** Opening INPUT FOR THIS TASK block **

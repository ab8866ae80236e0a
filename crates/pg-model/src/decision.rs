use std::collections::BTreeMap;

use serde::{Deserialize, Serialize};
use serde_json::Value;

use crate::intent::OrderIntent;

#[derive(Clone, Copy, Debug, PartialEq, Eq, Serialize, Deserialize)]
#[serde(rename_all = "UPPERCASE")]
pub enum Severity {
    High,
    Crit,
}

/// A rule's finding that a limit was breached. `inputs`/`computed` are
/// `BTreeMap` (not `HashMap`) so their serialized key order — and thus the
/// byte-stable audit line — never depends on hash-map iteration order.
#[derive(Clone, Debug, PartialEq, Serialize, Deserialize)]
pub struct Violation {
    pub rule_id: String,
    pub severity: Severity,
    pub message: String,
    pub inputs: BTreeMap<String, Value>,
    pub computed: BTreeMap<String, Value>,
}

/// A computed metric and the limit it is compared against, recorded for
/// every rule that can compute its metric whether or not it fired.
#[derive(Clone, Debug, PartialEq, Serialize, Deserialize)]
pub struct Evidence {
    pub metric: String,
    pub value: f64,
    pub limit: Option<f64>,
}

#[derive(Clone, Copy, Debug, PartialEq, Eq, Serialize, Deserialize)]
#[serde(rename_all = "UPPERCASE")]
pub enum DecisionKind {
    Allow,
    Modify,
    Deny,
}

/// The evaluator's verdict for a single intent.
///
/// Invariant: `modified_intent.is_some() <=> decision == Modify`.
/// Enforced by construction — see [`Decision::allow`], [`Decision::deny`],
/// [`Decision::modify`] — there is no public constructor that can produce
/// an inconsistent pair.
#[derive(Clone, Debug, PartialEq, Serialize, Deserialize)]
pub struct Decision {
    pub decision: DecisionKind,
    pub intent_id: String,
    pub modified_intent: Option<OrderIntent>,
    pub violations: Vec<Violation>,
    pub evidence: Vec<Evidence>,
    pub kill_switch_triggered: bool,
}

impl Decision {
    pub fn allow(
        intent_id: impl Into<String>,
        violations: Vec<Violation>,
        evidence: Vec<Evidence>,
        kill_switch_triggered: bool,
    ) -> Self {
        Self {
            decision: DecisionKind::Allow,
            intent_id: intent_id.into(),
            modified_intent: None,
            violations,
            evidence,
            kill_switch_triggered,
        }
    }

    pub fn deny(
        intent_id: impl Into<String>,
        violations: Vec<Violation>,
        evidence: Vec<Evidence>,
        kill_switch_triggered: bool,
    ) -> Self {
        Self {
            decision: DecisionKind::Deny,
            intent_id: intent_id.into(),
            modified_intent: None,
            violations,
            evidence,
            kill_switch_triggered,
        }
    }

    pub fn modify(
        intent_id: impl Into<String>,
        modified_intent: OrderIntent,
        violations: Vec<Violation>,
        evidence: Vec<Evidence>,
        kill_switch_triggered: bool,
    ) -> Self {
        Self {
            decision: DecisionKind::Modify,
            intent_id: intent_id.into(),
            modified_intent: Some(modified_intent),
            violations,
            evidence,
            kill_switch_triggered,
        }
    }

    /// Compares two decisions the way replay determinism requires:
    /// every field, order-sensitive.
    pub fn matches(&self, other: &Decision) -> bool {
        self == other
    }
}
//! Data model for PolicyGate Capital: intents, portfolio/market/execution
//! state, and the Decision/Violation/Evidence types the evaluator produces.
//!
//! Every constructor validates its invariants and returns `InputError` on
//! a malformed value — rule functions and the evaluator never see bad data.

mod decision;
mod error;
mod execution_state;
mod intent;
mod market;
mod portfolio;

pub use decision::{Decision, DecisionKind, Evidence, Severity, Violation};
pub use error::InputError;
pub use execution_state::{ExecutionState, ViolationRecord};
pub use intent::{AssetClass, Instrument, OrderIntent, OrderType, Side};
pub use market::MarketSnapshot;
pub use portfolio::PortfolioState;
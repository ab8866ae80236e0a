use chrono::{DateTime, Utc};
use serde::{Deserialize, Serialize};

use crate::error::InputError;

#[derive(Clone, Copy, Debug, PartialEq, Eq, Serialize, Deserialize)]
#[serde(rename_all = "lowercase")]
pub enum Side {
    Buy,
    Sell,
}

#[derive(Clone, Copy, Debug, PartialEq, Eq, Serialize, Deserialize)]
#[serde(rename_all = "lowercase")]
pub enum OrderType {
    Market,
    Limit,
}

#[derive(Clone, Debug, PartialEq, Eq, Serialize, Deserialize)]
#[serde(rename_all = "snake_case")]
pub enum AssetClass {
    Equity,
    Option,
    Future,
    Crypto,
    Forex,
}

#[derive(Clone, Debug, PartialEq, Serialize, Deserialize)]
pub struct Instrument {
    pub symbol: String,
    pub asset_class: AssetClass,
}

/// A proposed order awaiting governance approval.
///
/// Invariant: `order_type == Limit` implies `limit_price` is `Some`.
/// Enforced in [`OrderIntent::new`] and re-checked in [`OrderIntent::validate`]
/// for values reconstructed from JSON (audit replay, CLI input).
#[derive(Clone, Debug, PartialEq, Serialize, Deserialize)]
pub struct OrderIntent {
    pub intent_id: String,
    pub timestamp: DateTime<Utc>,
    pub strategy_id: String,
    pub account_id: String,
    pub instrument: Instrument,
    pub side: Side,
    pub order_type: OrderType,
    pub qty: f64,
    pub limit_price: Option<f64>,
}

impl OrderIntent {
    #[allow(clippy::too_many_arguments)]
    pub fn new(
        intent_id: impl Into<String>,
        timestamp: DateTime<Utc>,
        strategy_id: impl Into<String>,
        account_id: impl Into<String>,
        instrument: Instrument,
        side: Side,
        order_type: OrderType,
        qty: f64,
        limit_price: Option<f64>,
    ) -> Result<Self, InputError> {
        let intent = Self {
            intent_id: intent_id.into(),
            timestamp,
            strategy_id: strategy_id.into(),
            account_id: account_id.into(),
            instrument,
            side,
            order_type,
            qty,
            limit_price,
        };
        intent.validate()?;
        Ok(intent)
    }

    /// Re-validates an intent reconstructed from an external source
    /// (audit event replay, CLI `--intent` JSON). Rule functions assume
    /// this has already been called.
    pub fn validate(&self) -> Result<(), InputError> {
        if !(self.qty > 0.0) {
            return Err(InputError::InvalidIntent(format!(
                "qty must be > 0, got {}",
                self.qty
            )));
        }
        if self.order_type == OrderType::Limit && self.limit_price.is_none() {
            return Err(InputError::InvalidIntent(
                "order_type == limit requires limit_price".to_string(),
            ));
        }
        if let Some(lp) = self.limit_price {
            if lp < 0.0 {
                return Err(InputError::InvalidIntent(format!(
                    "limit_price must be >= 0, got {lp}"
                )));
            }
        }
        Ok(())
    }

    /// A copy of this intent with a reduced quantity, as produced by a
    /// MODIFY verdict (EXP-001).
    pub fn with_qty(&self, qty: f64) -> Self {
        Self {
            qty,
            ..self.clone()
        }
    }
}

** Closing INPUT FOR THIS TASK block **

__TASK REQUIREMENTS__.
Write out again, exactly, the lines from the start of the entries up to and including the one with "against, recorded for". Nothing else belongs in the reply.

__SOLUTION FOR THIS EXERCISE__.
repository ab8866ae80236e0a
filename crates/pg-model/src/decision.rs
use std::collections::BTreeMap;

use serde::{Deserialize, Serialize};
use serde_json::Value;

use crate::intent::OrderIntent;

#[derive(Clone, Copy, Debug, PartialEq, Eq, Serialize, Deserialize)]
#[serde(rename_all = "UPPERCASE")]
pub enum Severity {
    High,
    Crit,
}

/// A rule's finding that a limit was breached. `inputs`/`computed` are
/// `BTreeMap` (not `HashMap`) so their serialized key order — and thus the
/// byte-stable audit line — never depends on hash-map iteration order.
#[derive(Clone, Debug, PartialEq, Serialize, Deserialize)]
pub struct Violation {
    pub rule_id: String,
    pub severity: Severity,
    pub message: String,
    pub inputs: BTreeMap<String, Value>,
    pub computed: BTreeMap<String, Value>,
}

/// A computed metric and the limit it is compared against, recorded for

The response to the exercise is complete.